Attorney general warns students about prescription drug dangers
Many parents tell children about the dangers of alcohol and illegal drugs, but too few seem to think about warning that legal prescription drugs can be even more dangerous.
“They’re fine, if you take them as prescribed by a doctor,” North Carolina’s Attorney General Roy Cooper said to a crowd gathered Wednesday at City of Medicine Academy. “They can be very good for us. However, when abused, they can be deadly.”
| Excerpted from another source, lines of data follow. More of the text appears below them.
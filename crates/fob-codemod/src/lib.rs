//! Structural codemods for TypeScript/React sources using OXC
//!
//! This crate rewrites modules by matching on OXC's typed AST and splicing
//! source edits, so everything outside the rewritten nodes stays byte for
//! byte as it was.
//!
//! # Transforms
//!
//! - **`fc`** - rewrites components whose first parameter is a destructured
//!   object typed as `SomethingProps` into `const Name: FC<SomethingProps> =
//!   ({ ... }) => ...` and makes sure `FC` is imported from `react`
//! - **`imports`** - splits root imports of Material UI packages into one
//!   import per symbol
//!
//! # Examples
//!
//! ```rust
//! use fob_codemod::{CodemodConfig, transform_fc};
//!
//! let source = "function Button({ label }: ButtonProps) {\n  return label;\n}\n";
//! let output = transform_fc(source, Some("Button.tsx"), &CodemodConfig::default())?;
//!
//! assert!(output.modified);
//! assert_eq!(
//!     output.code,
//!     "import { FC } from 'react';\nconst Button: FC<ButtonProps> = ({ label }) => {\n  return label;\n}\n"
//! );
//! # Ok::<(), fob_codemod::CodemodError>(())
//! ```
//!
//! ```rust
//! use fob_codemod::{CodemodConfig, transform_imports};
//!
//! let source = "import { Button, ButtonProps } from '@material-ui/core';\n";
//! let output = transform_imports(source, None, &CodemodConfig::default())?;
//!
//! assert_eq!(
//!     output.code,
//!     "import Button from '@material-ui/core/Button';\nimport { ButtonProps } from '@material-ui/core/Button';\n"
//! );
//! # Ok::<(), fob_codemod::CodemodError>(())
//! ```

mod build;
mod config;
mod edit;
mod engine;
mod error;
mod format;
mod matcher;
mod parser;
mod rules;

pub mod imports;
pub mod normalize;

pub use build::{ImportDecl, ImportSpec};
pub use config::{CodemodConfig, DEFAULT_LIBRARIES};
pub use edit::{Edit, SourceEdits};
pub use engine::{
    ChangeSummary, FcPass, SplitImportsPass, Transform, TransformEngine, TransformOutput,
    TransformPass, TransformResult, transform_fc, transform_imports,
};
pub use error::{CodemodError, Result};
pub use format::{EmitStyle, QuoteStyle, is_identifier_name};
pub use matcher::{
    Binding, Candidate, DeclaredFunction, FirstParam, InitKind, ParamAnnotation, PropTypeRef, Shape,
    collect_candidates,
};
pub use parser::{ParseOptions, ParsedProgram, parse};
pub use rules::{Rule, SkipReason, check_eligibility};

// Re-export commonly used OXC types for convenience
pub use oxc_allocator::Allocator;
pub use oxc_span::Span;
Cooper spoke at a kickoff of his second annual prescription drug awareness effort, in which he enlists public school students to create public service announcements on YouTube in a statewide competition. Last year, a team from CMA took first place in the contest. This year, Cooper encouraged them to go for a repeat.
“We figured that the best people to talk to other young people is you,” Cooper said. “You know what’s happening. You how how to talk to people your age.”
Frankie Andrews, a Surrey County resident who lost two nephews to prescription drug overdoses within just a few years of each other, shared his personal crusade with the crowd.
Matthew and Brandon were good students and promising athletes who struggled with addiction, Andrews said. “It’s a fight that you and I could never fathom.”
Now they’re gone, because they made poor choices and couldn’t get the help they needed to recover.
“I ask each and every one of you all to please make good choices when it comes to this,” he said.
Donnie Varnell, lead agent for the State Bureau of Investigation’s Diversion and Environmental Crimes Unit, told students that gangs are shifting from illegal narcotics such as marijuana and heroin to prescription drugs. And he cited statistics that 25 percent of high school students indicate that they would abuse prescription drugs.
“To us, that’s disturbing,” Varnell said. Prescription drugs were tied to more than 1,000 deaths in 2012 and more students are showing up in emergency rooms because of them, he said.
“Most people who smoke marijuana for the first time don’t die,” he said. “But if you take your first 30 milligram oxycodone, you may go to sleep in third period and never wake up.”
Cooper urged people to check their homes for unused prescription drugs and properly dispose of them to remove temptation and keep them out of the wrong hands. Don’t flush medications down the toilet and don’t throw them in the garbage, he said. Instead, turn them over to authorities who can see that they are incinerated.
From 10 a.m. to 2 p.m. Saturday, the Durham Police Department encourages residents to deliver unwanted prescription drugs to dropoff points at police headquarters downtown and at Kroger grocery stores on Hillsborough Road, Holloway Street and N.C. 54. The police headquarters also has a permanent dropoff container for use year-round.
Fabian Medina, a 17-year-old junior at CMA, said he appreciated the presentation and learned from it.
“It was wonderful,” he said. “It explained a lot about how families aren’t educated. People know marijuana is bad, but prescription drugs are harmful too. That’s a powerful message for our community.”